The authors' analyses showed that a ∼97% model convergence was systematically observed with no-a priori information. Varying the model geometry resolution showed no significant accuracy improvements. The GPU-based forward model enabled the inverse analysis to be completed within 10-70 min. Using a priori information about the underlying anatomy, the computation time decreased by as much as 50%, while accuracy improved from 96.81% to 98.26%. The use of FSA was observed to allow the iterative estimation methodology to converge more precisely.

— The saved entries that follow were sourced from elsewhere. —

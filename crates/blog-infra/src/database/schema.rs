//! Table bootstrap for the `post` and `comment` tables.

use sea_orm::{ConnectionTrait, DbBackend, DbConn, DbErr};

const SQLITE_SCHEMA: [&str; 3] = [
    "CREATE TABLE IF NOT EXISTS post (
        id TEXT PRIMARY KEY NOT NULL,
        title TEXT NOT NULL,
        content TEXT NOT NULL,
        published_on TIMESTAMP NULL,
        created_on TIMESTAMP NOT NULL DEFAULT CURRENT_TIMESTAMP
    )",
    "CREATE TABLE IF NOT EXISTS comment (
        id TEXT PRIMARY KEY NOT NULL,
        post_id TEXT NOT NULL REFERENCES post (id),
        content TEXT NOT NULL
    )",
    "CREATE INDEX IF NOT EXISTS comment_post_id_idx ON comment (post_id)",
];

const POSTGRES_SCHEMA: [&str; 3] = [
    "CREATE TABLE IF NOT EXISTS post (
        id TEXT PRIMARY KEY,
        title TEXT NOT NULL,
        content TEXT NOT NULL,
        published_on TIMESTAMPTZ NULL,
        created_on TIMESTAMPTZ NOT NULL DEFAULT now()
    )",
    "CREATE TABLE IF NOT EXISTS comment (
        id TEXT PRIMARY KEY,
        post_id TEXT NOT NULL REFERENCES post (id),
        content TEXT NOT NULL
    )",
    "CREATE INDEX IF NOT EXISTS comment_post_id_idx ON comment (post_id)",
];

/// Create the tables if they do not exist yet. Safe to run on every start.
pub async fn ensure_schema(conn: &DbConn) -> Result<(), DbErr> {
    let backend = conn.get_database_backend();
    let statements = match backend {
        DbBackend::Postgres => POSTGRES_SCHEMA,
        _ => SQLITE_SCHEMA,
    };

    for sql in statements {
        conn.execute_unprepared(sql).await?;
    }

    tracing::debug!(?backend, "Schema ensured");
    Ok(())
}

By utilizing a forward iterative approach to solve the inverse elasticity problem, this work indicates the feasibility and potential of the fast reconstruction of breast tissue elasticity using supine/prone patient postures.
乳腺弹性成像对于改善乳腺肿瘤的靶向放射治疗至关重要。当前的乳腺放射治疗成像方案仅包括俯卧位和仰卧位CT扫描。对于仅使用俯卧位和仰卧位CT数据集系统测量乳腺弹性的定量准确性,人们了解不足。本文的目的是描述一种仅使用这些仰卧位/俯卧位患者姿势来估计乳腺解剖结构弹性的定量技术。利用从CT扫描获得的生物力学、高分辨率乳腺几何结构,进行了系统评估,以确定该方法对于临床相关弹性分布的可行性。
本文提出了一种模型引导的逆分析方法。基于图形处理单元(GPU)的线性弹性生物力学模型被用作逆分析的正向模型,乳腺几何结构处于俯卧位。弹性估计使用基于梯度的迭代优化方案和快速模拟退火(FSA)算法进行。进行了数值研究以系统分析弹性估计的可行性。为了模拟重力引起的乳腺变形,乳腺几何结构在其底部固定,类似于胸壁/乳腺组织界面。将真实弹性分布分配给模型,代表乳腺组织内肿瘤的存在。改变模型几何分辨率以估计其对系统收敛的影响。近似并利用先验信息来记录其对收敛时间和准确性的影响。还记录了FSA过程的作用。一种结合弹性和位移误差的新型误差度量用于量化系统可行性研究。就作者的目的而言,当组织的每个体素在真实变形的1毫米范围内时,设定为获得收敛。
作者的分析表明,在没有先验信息的情况下,系统地观察到约97%的模型收敛。改变模型几何分辨率未显示出显著的准确性提高。基于GPU的正向模型使逆分析能够在10 - 70分钟内完成。利用关于基础解剖结构的先验信息,计算时间减少多达50%,而准确性从96.81%提高到98.26%。观察到使用FSA可使迭代估计方法更精确地收敛。
通过利用正向迭代方法解决逆弹性问题,这项工作表明了使用仰卧位/俯卧位患者姿势快速重建乳腺组织弹性的可行性和潜力。